ABOUT THIS EXERCISE: Of all the lines below, return only those starting with the line holding "size mismatch yields" and going on through the line holding "let mut remaining = actual_size", exactly as written.

--- RAW DATA ---

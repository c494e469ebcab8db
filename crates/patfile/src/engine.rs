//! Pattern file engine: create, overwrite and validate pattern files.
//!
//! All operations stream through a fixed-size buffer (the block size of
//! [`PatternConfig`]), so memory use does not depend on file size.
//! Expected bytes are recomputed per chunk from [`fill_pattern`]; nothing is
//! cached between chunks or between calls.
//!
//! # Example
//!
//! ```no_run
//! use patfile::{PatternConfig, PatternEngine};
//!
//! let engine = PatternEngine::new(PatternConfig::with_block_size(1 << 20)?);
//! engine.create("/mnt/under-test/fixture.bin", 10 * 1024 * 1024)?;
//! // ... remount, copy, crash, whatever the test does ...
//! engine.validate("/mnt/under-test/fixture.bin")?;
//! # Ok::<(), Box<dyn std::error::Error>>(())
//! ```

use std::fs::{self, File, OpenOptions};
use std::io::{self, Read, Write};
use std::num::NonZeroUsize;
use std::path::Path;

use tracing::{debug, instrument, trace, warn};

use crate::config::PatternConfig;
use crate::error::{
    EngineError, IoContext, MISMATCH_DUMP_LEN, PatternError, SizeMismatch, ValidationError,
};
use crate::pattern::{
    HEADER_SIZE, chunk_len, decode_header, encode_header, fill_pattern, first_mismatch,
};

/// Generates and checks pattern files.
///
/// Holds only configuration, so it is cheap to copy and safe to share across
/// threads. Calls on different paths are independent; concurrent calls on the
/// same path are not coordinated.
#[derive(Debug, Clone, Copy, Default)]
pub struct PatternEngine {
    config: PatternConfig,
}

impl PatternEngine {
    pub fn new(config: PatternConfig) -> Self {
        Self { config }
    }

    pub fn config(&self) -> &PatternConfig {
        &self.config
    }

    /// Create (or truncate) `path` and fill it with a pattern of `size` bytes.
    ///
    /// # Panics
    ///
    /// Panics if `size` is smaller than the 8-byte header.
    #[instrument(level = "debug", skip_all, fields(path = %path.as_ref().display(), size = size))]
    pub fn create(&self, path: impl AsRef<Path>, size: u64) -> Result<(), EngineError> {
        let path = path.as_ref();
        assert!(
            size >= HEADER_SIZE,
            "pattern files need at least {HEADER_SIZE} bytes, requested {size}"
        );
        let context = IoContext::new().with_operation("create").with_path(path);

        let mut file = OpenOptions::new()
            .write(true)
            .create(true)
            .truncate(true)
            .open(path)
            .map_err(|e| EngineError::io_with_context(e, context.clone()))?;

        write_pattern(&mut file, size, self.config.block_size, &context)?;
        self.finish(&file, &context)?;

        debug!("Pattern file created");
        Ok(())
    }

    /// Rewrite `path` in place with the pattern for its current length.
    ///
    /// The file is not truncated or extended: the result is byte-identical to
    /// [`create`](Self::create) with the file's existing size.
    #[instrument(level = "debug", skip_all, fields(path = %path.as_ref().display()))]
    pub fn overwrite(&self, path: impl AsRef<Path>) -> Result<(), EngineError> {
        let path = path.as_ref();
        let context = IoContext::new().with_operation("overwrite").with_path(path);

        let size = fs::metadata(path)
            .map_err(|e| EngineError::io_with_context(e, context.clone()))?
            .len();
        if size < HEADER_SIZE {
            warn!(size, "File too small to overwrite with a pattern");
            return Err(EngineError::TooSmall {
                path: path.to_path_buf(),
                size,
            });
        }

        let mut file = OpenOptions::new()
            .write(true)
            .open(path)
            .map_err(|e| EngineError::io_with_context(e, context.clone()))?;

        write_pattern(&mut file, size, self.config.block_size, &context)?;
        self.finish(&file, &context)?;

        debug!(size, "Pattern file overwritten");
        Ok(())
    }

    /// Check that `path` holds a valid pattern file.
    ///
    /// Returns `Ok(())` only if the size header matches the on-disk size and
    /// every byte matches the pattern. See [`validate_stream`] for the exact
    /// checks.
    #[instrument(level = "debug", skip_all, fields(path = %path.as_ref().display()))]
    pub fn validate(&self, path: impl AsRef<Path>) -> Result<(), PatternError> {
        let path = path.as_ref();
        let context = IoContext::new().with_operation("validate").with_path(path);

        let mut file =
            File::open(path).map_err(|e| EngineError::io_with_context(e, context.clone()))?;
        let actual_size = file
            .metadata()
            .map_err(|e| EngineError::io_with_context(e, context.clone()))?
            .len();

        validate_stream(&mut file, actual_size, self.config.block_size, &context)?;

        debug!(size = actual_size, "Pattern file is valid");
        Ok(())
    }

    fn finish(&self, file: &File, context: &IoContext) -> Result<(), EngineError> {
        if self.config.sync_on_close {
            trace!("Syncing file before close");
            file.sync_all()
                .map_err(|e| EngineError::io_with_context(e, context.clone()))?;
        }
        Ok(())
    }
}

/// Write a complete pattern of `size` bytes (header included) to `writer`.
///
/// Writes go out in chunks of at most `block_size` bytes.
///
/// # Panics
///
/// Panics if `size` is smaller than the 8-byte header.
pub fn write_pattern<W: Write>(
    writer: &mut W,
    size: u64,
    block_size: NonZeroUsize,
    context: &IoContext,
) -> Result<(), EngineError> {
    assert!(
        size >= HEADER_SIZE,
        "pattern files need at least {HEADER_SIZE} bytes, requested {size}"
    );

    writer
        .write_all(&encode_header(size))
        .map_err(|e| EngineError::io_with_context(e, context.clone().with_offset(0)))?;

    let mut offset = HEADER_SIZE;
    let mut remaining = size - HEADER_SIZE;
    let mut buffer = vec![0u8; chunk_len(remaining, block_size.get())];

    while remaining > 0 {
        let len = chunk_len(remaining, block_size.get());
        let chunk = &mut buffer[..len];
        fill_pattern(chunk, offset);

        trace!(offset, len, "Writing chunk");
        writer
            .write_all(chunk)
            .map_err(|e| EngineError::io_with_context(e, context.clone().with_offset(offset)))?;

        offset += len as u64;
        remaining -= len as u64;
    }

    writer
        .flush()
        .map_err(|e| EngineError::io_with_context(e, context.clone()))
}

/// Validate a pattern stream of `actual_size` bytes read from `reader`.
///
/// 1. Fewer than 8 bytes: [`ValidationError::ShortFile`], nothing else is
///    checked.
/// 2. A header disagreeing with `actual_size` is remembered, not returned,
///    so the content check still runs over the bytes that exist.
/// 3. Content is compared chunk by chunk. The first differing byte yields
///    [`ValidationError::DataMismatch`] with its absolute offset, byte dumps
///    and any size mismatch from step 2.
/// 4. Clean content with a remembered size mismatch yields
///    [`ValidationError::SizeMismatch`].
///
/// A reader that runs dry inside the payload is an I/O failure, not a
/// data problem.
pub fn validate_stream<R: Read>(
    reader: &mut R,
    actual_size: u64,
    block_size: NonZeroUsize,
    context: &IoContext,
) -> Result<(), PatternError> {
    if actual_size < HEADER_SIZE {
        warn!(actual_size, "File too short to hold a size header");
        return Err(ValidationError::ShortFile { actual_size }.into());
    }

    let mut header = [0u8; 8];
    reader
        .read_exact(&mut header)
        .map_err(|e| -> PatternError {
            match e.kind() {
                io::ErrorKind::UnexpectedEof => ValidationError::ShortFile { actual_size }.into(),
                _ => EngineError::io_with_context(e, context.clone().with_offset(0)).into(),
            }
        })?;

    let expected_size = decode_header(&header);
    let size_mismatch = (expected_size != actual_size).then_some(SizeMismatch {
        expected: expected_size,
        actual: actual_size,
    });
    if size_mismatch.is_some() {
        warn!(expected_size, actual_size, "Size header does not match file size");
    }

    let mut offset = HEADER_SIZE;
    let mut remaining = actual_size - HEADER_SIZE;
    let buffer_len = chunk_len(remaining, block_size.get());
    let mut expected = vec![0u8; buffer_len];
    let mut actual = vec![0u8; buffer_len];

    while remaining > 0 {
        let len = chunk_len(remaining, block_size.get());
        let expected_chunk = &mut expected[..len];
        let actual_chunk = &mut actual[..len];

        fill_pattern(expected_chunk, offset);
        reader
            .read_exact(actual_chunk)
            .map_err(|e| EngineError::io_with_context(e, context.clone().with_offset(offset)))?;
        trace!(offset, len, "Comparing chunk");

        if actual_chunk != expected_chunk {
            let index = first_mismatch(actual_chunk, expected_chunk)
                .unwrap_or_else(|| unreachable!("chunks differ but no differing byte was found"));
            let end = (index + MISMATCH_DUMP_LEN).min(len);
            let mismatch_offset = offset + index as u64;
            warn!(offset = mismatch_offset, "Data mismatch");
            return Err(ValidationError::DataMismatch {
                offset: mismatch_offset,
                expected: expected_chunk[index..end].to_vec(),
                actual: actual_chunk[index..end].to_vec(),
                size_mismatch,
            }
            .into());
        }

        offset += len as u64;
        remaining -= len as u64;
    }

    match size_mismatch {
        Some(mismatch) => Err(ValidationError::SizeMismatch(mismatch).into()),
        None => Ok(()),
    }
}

---
--- RAW DATA ---

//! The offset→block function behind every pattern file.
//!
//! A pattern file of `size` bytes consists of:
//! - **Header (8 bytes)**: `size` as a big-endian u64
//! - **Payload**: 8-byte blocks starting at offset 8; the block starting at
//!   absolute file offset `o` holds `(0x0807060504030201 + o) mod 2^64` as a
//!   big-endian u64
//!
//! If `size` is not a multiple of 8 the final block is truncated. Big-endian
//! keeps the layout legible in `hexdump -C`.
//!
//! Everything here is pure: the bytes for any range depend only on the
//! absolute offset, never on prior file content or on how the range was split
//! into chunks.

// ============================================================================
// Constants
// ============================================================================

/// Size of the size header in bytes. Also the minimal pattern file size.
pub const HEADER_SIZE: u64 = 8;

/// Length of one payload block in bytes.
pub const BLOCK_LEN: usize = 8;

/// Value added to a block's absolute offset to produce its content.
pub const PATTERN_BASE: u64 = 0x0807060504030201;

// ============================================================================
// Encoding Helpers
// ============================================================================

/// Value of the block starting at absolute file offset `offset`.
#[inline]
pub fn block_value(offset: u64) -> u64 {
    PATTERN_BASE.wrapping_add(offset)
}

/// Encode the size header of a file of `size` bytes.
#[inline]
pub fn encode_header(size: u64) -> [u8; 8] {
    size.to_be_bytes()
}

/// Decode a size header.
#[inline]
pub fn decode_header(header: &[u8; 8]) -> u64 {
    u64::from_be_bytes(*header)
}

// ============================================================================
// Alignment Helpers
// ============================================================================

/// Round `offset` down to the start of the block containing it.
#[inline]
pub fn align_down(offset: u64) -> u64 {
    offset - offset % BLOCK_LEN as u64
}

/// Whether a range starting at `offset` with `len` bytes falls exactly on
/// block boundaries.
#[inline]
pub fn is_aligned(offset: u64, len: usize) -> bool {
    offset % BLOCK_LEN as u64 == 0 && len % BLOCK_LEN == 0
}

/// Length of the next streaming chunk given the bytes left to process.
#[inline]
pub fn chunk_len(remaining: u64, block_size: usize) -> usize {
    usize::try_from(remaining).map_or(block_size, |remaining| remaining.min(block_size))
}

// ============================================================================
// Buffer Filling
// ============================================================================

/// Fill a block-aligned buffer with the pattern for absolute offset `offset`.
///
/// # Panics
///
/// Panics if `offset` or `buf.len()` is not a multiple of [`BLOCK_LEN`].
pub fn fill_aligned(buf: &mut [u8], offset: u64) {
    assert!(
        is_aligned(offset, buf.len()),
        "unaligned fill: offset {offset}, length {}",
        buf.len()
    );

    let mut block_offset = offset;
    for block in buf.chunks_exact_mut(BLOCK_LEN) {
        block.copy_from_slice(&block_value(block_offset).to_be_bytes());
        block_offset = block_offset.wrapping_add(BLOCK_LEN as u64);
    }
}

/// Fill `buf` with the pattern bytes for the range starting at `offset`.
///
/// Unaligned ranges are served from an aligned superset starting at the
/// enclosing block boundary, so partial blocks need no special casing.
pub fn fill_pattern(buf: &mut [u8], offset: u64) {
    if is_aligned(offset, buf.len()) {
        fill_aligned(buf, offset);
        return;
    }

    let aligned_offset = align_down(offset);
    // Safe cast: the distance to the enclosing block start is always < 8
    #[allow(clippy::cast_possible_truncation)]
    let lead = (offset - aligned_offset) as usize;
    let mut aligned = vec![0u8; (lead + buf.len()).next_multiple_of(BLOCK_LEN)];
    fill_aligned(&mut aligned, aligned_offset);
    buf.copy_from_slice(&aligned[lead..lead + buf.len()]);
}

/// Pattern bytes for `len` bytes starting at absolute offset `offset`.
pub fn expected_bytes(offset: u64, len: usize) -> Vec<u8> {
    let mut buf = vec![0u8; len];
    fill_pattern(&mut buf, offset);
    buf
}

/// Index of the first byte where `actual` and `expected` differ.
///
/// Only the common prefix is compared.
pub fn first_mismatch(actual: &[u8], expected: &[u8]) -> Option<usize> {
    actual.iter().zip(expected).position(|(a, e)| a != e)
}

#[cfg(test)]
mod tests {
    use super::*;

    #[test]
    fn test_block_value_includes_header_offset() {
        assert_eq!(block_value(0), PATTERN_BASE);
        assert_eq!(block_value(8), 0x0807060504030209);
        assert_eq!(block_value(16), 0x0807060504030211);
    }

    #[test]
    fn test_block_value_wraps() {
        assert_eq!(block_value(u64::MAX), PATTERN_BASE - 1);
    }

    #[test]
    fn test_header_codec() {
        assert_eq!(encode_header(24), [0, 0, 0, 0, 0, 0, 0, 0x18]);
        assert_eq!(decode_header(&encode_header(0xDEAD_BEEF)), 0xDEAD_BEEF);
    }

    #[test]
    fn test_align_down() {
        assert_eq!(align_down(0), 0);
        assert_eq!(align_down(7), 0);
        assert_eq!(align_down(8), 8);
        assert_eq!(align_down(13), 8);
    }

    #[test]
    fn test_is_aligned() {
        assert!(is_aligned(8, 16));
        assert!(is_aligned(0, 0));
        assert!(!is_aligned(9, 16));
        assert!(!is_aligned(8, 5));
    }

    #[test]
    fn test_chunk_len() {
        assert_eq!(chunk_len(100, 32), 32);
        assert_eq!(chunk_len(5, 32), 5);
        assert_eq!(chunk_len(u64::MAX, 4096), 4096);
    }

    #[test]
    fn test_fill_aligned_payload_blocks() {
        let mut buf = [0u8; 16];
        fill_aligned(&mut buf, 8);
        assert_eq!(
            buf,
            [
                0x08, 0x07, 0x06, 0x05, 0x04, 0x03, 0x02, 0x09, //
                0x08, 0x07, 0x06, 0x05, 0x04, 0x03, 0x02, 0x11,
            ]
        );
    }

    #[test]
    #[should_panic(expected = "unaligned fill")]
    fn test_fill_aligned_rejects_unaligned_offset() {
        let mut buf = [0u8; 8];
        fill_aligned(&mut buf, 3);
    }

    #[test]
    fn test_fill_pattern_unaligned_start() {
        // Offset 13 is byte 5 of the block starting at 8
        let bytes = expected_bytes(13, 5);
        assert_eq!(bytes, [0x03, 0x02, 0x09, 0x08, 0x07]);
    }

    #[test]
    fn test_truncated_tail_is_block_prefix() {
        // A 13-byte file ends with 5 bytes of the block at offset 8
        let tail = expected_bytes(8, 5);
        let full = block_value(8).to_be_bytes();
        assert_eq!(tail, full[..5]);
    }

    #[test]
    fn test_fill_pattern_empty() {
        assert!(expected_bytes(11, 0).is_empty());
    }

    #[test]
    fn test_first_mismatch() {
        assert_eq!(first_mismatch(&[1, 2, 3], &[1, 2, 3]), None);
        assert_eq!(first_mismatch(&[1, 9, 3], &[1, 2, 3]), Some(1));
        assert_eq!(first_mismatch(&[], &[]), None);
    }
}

---

RESPONSE FOR THIS EXERCISE:
/// 4. Clean content with a remembered size mismatch yields
///    [`ValidationError::SizeMismatch`].
///
/// A reader that runs dry inside the payload is an I/O failure, not a
/// data problem.
pub fn validate_stream<R: Read>(
    reader: &mut R,
    actual_size: u64,
    block_size: NonZeroUsize,
    context: &IoContext,
) -> Result<(), PatternError> {
    if actual_size < HEADER_SIZE {
        warn!(actual_size, "File too short to hold a size header");
        return Err(ValidationError::ShortFile { actual_size }.into());
    }

    let mut header = [0u8; 8];
    reader
        .read_exact(&mut header)
        .map_err(|e| -> PatternError {
            match e.kind() {
                io::ErrorKind::UnexpectedEof => ValidationError::ShortFile { actual_size }.into(),
                _ => EngineError::io_with_context(e, context.clone().with_offset(0)).into(),
            }
        })?;

    let expected_size = decode_header(&header);
    let size_mismatch = (expected_size != actual_size).then_some(SizeMismatch {
        expected: expected_size,
        actual: actual_size,
    });
    if size_mismatch.is_some() {
        warn!(expected_size, actual_size, "Size header does not match file size");
    }

    let mut offset = HEADER_SIZE;
    let mut remaining = actual_size - HEADER_SIZE;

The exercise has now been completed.